IT'S CURTAINS FOR GLOBAL WARMING

>From The Jerusalem Post, 28 June 2002

By BRET STEPHENS

As it turns out, God really is in the details.

In 1994, David Schmidt, a young Ph.D. candidate in engineering at the University of Wisconsin, was asked by his examiners to explain why thin shower curtains "suck in" whenever the water is turned on.

The solution to the riddle, like Fermat's last theorem, proved remarkably elusive. According to one theory, "curtain suck" is the product of the Bernoulli principle, which holds that pressure drops as air, water and other fluids accelerate, leading to lift. (This same principle explains how planes fly.) Yet another theory - the bouyancy theory - holds that curtain suck is the result of a disequilibrium between the hot air inside the shower space and the cold air without, which pushes in the shower curtain. But this theory fails to account for the persistence of curtain suck when the shower is run cold.

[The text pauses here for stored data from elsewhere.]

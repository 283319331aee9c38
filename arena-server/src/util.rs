//! Small helpers shared across the server.

use std::time::{SystemTime, UNIX_EPOCH};

use protocol::consts::NAME_MAX_LEN;

/// Milliseconds since the Unix epoch. All gameplay timestamps use this clock
/// so the logic stays testable with explicit values.
pub fn now_ms() -> u64 {
    SystemTime::now()
        .duration_since(UNIX_EPOCH)
        .map(|d| d.as_millis() as u64)
        .unwrap_or(0)
}

/// Normalizes an angle into (-pi, pi].
pub fn normalize_angle(angle: f64) -> f64 {
    let mut a = angle % std::f64::consts::TAU;
    if a > std::f64::consts::PI {
        a -= std::f64::consts::TAU;
    } else if a <= -std::f64::consts::PI {
        a += std::f64::consts::TAU;
    }
    a
}

/// Trims a display name to printable characters and the allowed length;
/// falls back to a generated one when nothing usable remains.
pub fn sanitize_name(raw: Option<&str>, fallback_tag: u32) -> String {
    let cleaned: String = raw
        .unwrap_or("")
        .chars()
        .filter(|c| !c.is_control())
        .take(NAME_MAX_LEN)
        .collect();
    let trimmed = cleaned.trim();
    if trimmed.is_empty() {
        format!("Player-{:04}", fallback_tag % 10_000)
    } else {
        trimmed.to_string()
    }
}

#[cfg(test)]
mod tests {
    use super::*;
    use std::f64::consts::PI;

    #[test]
    fn angle_normalization_lands_in_half_open_range() {
        assert!((normalize_angle(3.0 * PI) - PI).abs() < 1e-9);
        assert!((normalize_angle(-3.0 * PI) - PI).abs() < 1e-9);
        assert_eq!(normalize_angle(0.0), 0.0);
        let a = normalize_angle(-PI);
        assert!(a > -PI && a <= PI);
    }

    #[test]
    fn names_are_trimmed_and_defaulted() {
        assert_eq!(sanitize_name(Some("  Ada  "), 7), "Ada");
        assert_eq!(sanitize_name(Some("\u{0007}\u{0008}"), 7), "Player-0007");
        assert_eq!(sanitize_name(None, 12345), "Player-2345");
        assert!(sanitize_name(Some("abcdefghijklmnopqrstuvwxyz"), 0).len() <= NAME_MAX_LEN);
    }
}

Intrigued, Schmidt, now at the University of Massachusetts, pressed ahead with the investigation. He designed a $28,000 piece of software that allowed him to model the flow of air and water within a simulated image of his mother-in-law's bathtub. He then filled the "tub" with 50,000 tetrahedral cells, which can detect velocity and pressure. Following that, he turned on a virtual shower that flooded his virtual tub with four gallons of virtual water over a period of 30 seconds. Then he let his computer crunch the numbers.

Two weeks and 1.5 trillion calculations later, Schmidt had his answer. Aerodynamic drag causes water droplets to decelerate, transferring energy to the air and creating air currents akin to a tiny hurricane. Low pressure in the eye of that hurricane then tugs on the lower end of the shower curtain. Voila! It sucks in.

WELCOME TO the curious world of climate modeling. As Schmidt's experiment makes clear, simply to understand shifting climate patterns in the space of a bathtub is no small matter. Yet today, huge political controversies have been stirred on the basis of climate forecasts for the entire globe, stretching decades into the future. According to the Worldwatch Institute, in the 21st century "the climate battle may assume the kind of strategic importance that wars - both hot and cold - had during the 20th."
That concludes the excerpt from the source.